ヒラ家・麻婆豆腐
2005年 食べる 食べるヒラ家はいま、麻婆豆腐に凝っている『陳麻婆豆腐』を食してからは、さらに熱が入った。
最近......なんとなく道が見えてきた。納得の味を完成させたわけじゃない。そこへ至る方法がわかってきた......ように思う。
──麻婆豆腐の材料は、驚くほど少ない。
豆腐と挽肉、長葱だけだ。味のポイントは調味料の組み合わせにある。
- 豆板醤(トウバンジャン)は独特の辛さ。小さじ4杯から先は危険。
- 甜麺醤(テイメイジャン)は甘み。味噌+砂糖でも可。風味が変わる。
- お酒は紹興酒が基本。老酒/日本酒でもいい。多すぎるとキツイ。
- 豆鼓(トウチ)は塩辛い。醤油で代用できそうだ。
- 中華(鶏ガラ)スープは、濃さより量が難しい。
- 片栗粉は後から足したり引いたりできない。鍋と皿では感覚がちがう。
- 辛さが足りないときは、食前の唐辛子でもカバーできる。
- ヒリヒリしたいなら花椒(ホワジャオ)。ヒラ家ではあまり使わない。
- 熱々が美味しいから、手際よく。調味料は先に合わせておけ。
なにを足すと、どんな味になるか? なにを引くと、どんな味になるか?
味の仕組みが、なんとなくわかってきた。

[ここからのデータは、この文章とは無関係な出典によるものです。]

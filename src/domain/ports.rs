use crate::domain::model::{Explanation, ExtractedText, UploadedImage};
use crate::utils::error::{ExtractionError, GenerationError};
use async_trait::async_trait;

/// Sentence shown in place of an explanation when generation fails.
pub const EXPLANATION_FALLBACK: &str = "Sorry, the AI could not generate an explanation.";

/// Banner shown when OCR produced nothing worth explaining.
pub const UNREADABLE_TEXT_MESSAGE: &str = "Could not read the text. Try a clearer image.";

#[async_trait]
pub trait TextExtractor: Send + Sync {
    async fn extract_text(
        &self,
        image: &UploadedImage,
    ) -> std::result::Result<ExtractedText, ExtractionError>;

    /// Any failure becomes empty text.
    async fn extract(&self, image: &UploadedImage) -> ExtractedText {
        match self.extract_text(image).await {
            Ok(text) => text,
            Err(e) => {
                tracing::warn!("OCR failed, treating as no text: {}", e);
                ExtractedText::default()
            }
        }
    }
}

#[async_trait]
pub trait Explainer: Send + Sync {
    async fn generate(&self, text: &str) -> std::result::Result<Explanation, GenerationError>;

    /// Any failure becomes [`EXPLANATION_FALLBACK`].
    async fn explain(&self, text: &str) -> Explanation {
        match self.generate(text).await {
            Ok(explanation) => explanation,
            Err(e) => {
                tracing::warn!("Generation failed, using fallback: {}", e);
                Explanation::new(EXPLANATION_FALLBACK)
            }
        }
    }
}

/// Which remote call the handler is currently waiting on.
#[derive(Debug, Clone, Copy, PartialEq, Eq)]
pub enum Stage {
    Reading,
    Explaining,
}

impl Stage {
    pub fn label(&self) -> &'static str {
        match self {
            Stage::Reading => "Reading homework...",
            Stage::Explaining => "AI is explaining...",
        }
    }
}

/// The display regions of the UI.
pub trait Presenter: Send {
    fn show_image(&mut self, image: &UploadedImage);
    fn show_progress(&mut self, stage: Stage);
    fn show_extracted_text(&mut self, text: &ExtractedText);
    fn show_explanation(&mut self, explanation: &Explanation);
    fn show_error(&mut self, message: &str);
}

わかってくると、楽しくなる。本に書いてあるとおりに作るのではなく、イメージする味に近づけられるようになってきた。
とはいえ、いまだ仕組みがわからないブラックボックス調味料もある。香味野菜(にんにく、しょうが、ねぎ)の扱いも難しい。豆板醤もメーカーによって風味が異なる。
これらを駆使して、思い描くバランス(味わい)を作り出す。
納得の味、『ヒラ家・麻婆豆腐』の完成には、まだまだ時間がかかりそうだ。
──道は遠い。
だが、この調子で歩いていけばたどり着けそうだ。